What I think of: Instead of "Player::Init" you instantiate a "PlayerInstance" object. Multiple PlayerInstances are possible, all with there own state (Save data, databases can be shared)). For tear down you delete the object.

Though the design for this "Player object" is on you @fmatthew5876 I'm not really motivated to approach this ^^

fmatthew5876 commented 4 years ago

There's a few use cases I see really

For this, what we can and should do is isolate the interfaces we want to reuse from global state using dependency injection. This also helps with making Player itself unit testable. More refactors like the Algo library for this.

To be able to start and stop player within editor itself, yes I agree we need a very clean creation and destruction sequence that doesn't leak any global state between runs. We need this anyway for load game and player unit tests.

That being said, I wonder if IPC is also the way to go here. Then you could run a separate player binary and attach the interpreter debugger and other tools to it. We also again don't need to worry about player global state at all. Each player run starts and exits a new process for 100% guaranteed cleanliness.

The IPC approach would require us to add stuff to player to pipe the necessary data back and forth, as well as a protocol for the game strate (enhanced LSD?). That can be a lot of work but it would enforce a clean separation. If we did this though, it also opens the door to additional capabilities for regtesting and other introspection tools.

The biggest amount of work with doing IPC / networking is the serialization code, but we already have liblcf giving us a fast binary protocol.

If we don't go the IPC route, I would want to still see a very clean separation. Let's not pollute Player with random // needed for editor hacks.

Not going to IPC route would allow a much tighter and easier integration with edtior, and allow live editing while playing, which could be a big productivity booster for developers.

To run multiple editor instances for different games at the same time with their own embedded players, I would only do it by spawning multiple processes. Then we don't need to worry about player globals, ui globals, renderer state, audio state, etc.. etc... If needed a parent UI process can manage all the child ui instances. Trying to manage all the global state ourselves, especially for all the backend third party libraries I'm 99% sure will end up in frustration and failure, not to mention massive complexity. This also completely shields us to state cleanup bugs from multiple editor/player instances.

For Video/Audio/Input the Editor could provide an "EditorUi" object (like SDLUi etc).

If we embed a running player directly into editor widget, we'll need this.

Options are:

  1. QtWidget Ui to replace SDL - if player is in process
  2. IPC Ui, which just pipes the framebuffer onto IPC channel, and editor picks this up and renders it into it's widget, with potential debug overlays - if player is out of process
  3. Do nothing - if player is out of process, we can just run it in windowed mode using native SDL and have the editor debugging tools separate widgets.

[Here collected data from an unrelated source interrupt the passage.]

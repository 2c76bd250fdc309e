//! Fuzz target: `EventTask::run`
//!
//! Decodes arbitrary bytes into a stream of events (raw id, target slot)
//! and drives them through a small task.  Asserts that it never panics,
//! that the registry never exceeds the attached component count, and that
//! the wait timeout always matches registry occupancy.
//!
//! cargo fuzz run fuzz_event_stream

#![no_main]

use std::time::Duration;

use libfuzzer_sys::fuzz_target;
use mbevent::{
    Component, ComponentId, Event, EventId, EventPost, EventTask, SuperloopQueue, TaskConfig,
    TaskContext,
};

/// Echoes every processed user event back to itself, and unregisters
/// itself from its poll handler every seventh poll.
struct Chatty {
    polls: u8,
}

impl Component for Chatty {
    fn poll(&mut self, ctx: &mut TaskContext<'_>) {
        self.polls = self.polls.wrapping_add(1);
        if self.polls % 7 == 0 {
            let _ = ctx.stop_polling();
        }
    }

    fn process(&mut self, event: &Event, ctx: &mut TaskContext<'_>) {
        if let EventId::User(user) = event.id {
            if let Some(next) = user.get().checked_add(1).and_then(EventId::user) {
                let me = ctx.id();
                let _ = ctx.post(Event::new(next, me));
            }
        }
    }
}

fuzz_target!(|data: &[u8]| {
    let queue: SuperloopQueue<8> = SuperloopQueue::new();
    let Ok(mut task) = EventTask::<'_, _, 4, 4>::new(&queue, TaskConfig::default()) else {
        return;
    };
    let mut ids: Vec<ComponentId> = Vec::new();
    for _ in 0..3 {
        if let Ok(id) = task.attach(Chatty { polls: 0 }) {
            ids.push(id);
        }
    }

    for pair in data.chunks(2) {
        let raw = pair[0];
        let target = pair.get(1).copied().unwrap_or(0);

        match target % 5 {
            // Release and re-attach a component to produce stale handles.
            4 => {
                if let Some(&id) = ids.first() {
                    task.detach(id);
                    if let Ok(new) = task.attach(Chatty { polls: 0 }) {
                        ids[0] = new;
                    }
                }
            }
            slot => {
                if let Some(id) = EventId::from_u8(raw) {
                    let event = match ids.get(slot as usize) {
                        Some(&target) => Event::new(id, target),
                        None => Event::unaddressed(id),
                    };
                    let _ = queue.post(event, false);
                }
            }
        }

        assert!(task.run().is_ok(), "registry sized for every component");
        assert!(task.polling_count() <= task.component_count());
        let expected = if task.polling_count() == 0 {
            Duration::from_millis(5000)
        } else {
            Duration::from_millis(1)
        };
        assert_eq!(task.wait_timeout(), expected);
    }
});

Though the design for this "Player object" is on you @fmatthew5876 I'm not really motivated to approach this ^^

Regardless of editor, this is in my near term future plans. I want to make sure new game / load game bugs are impossible.

We're very close to being able to stand up and tear down player game instances. Once the character PR goes in I'll be unlocked to refactor the player global state to achieve this.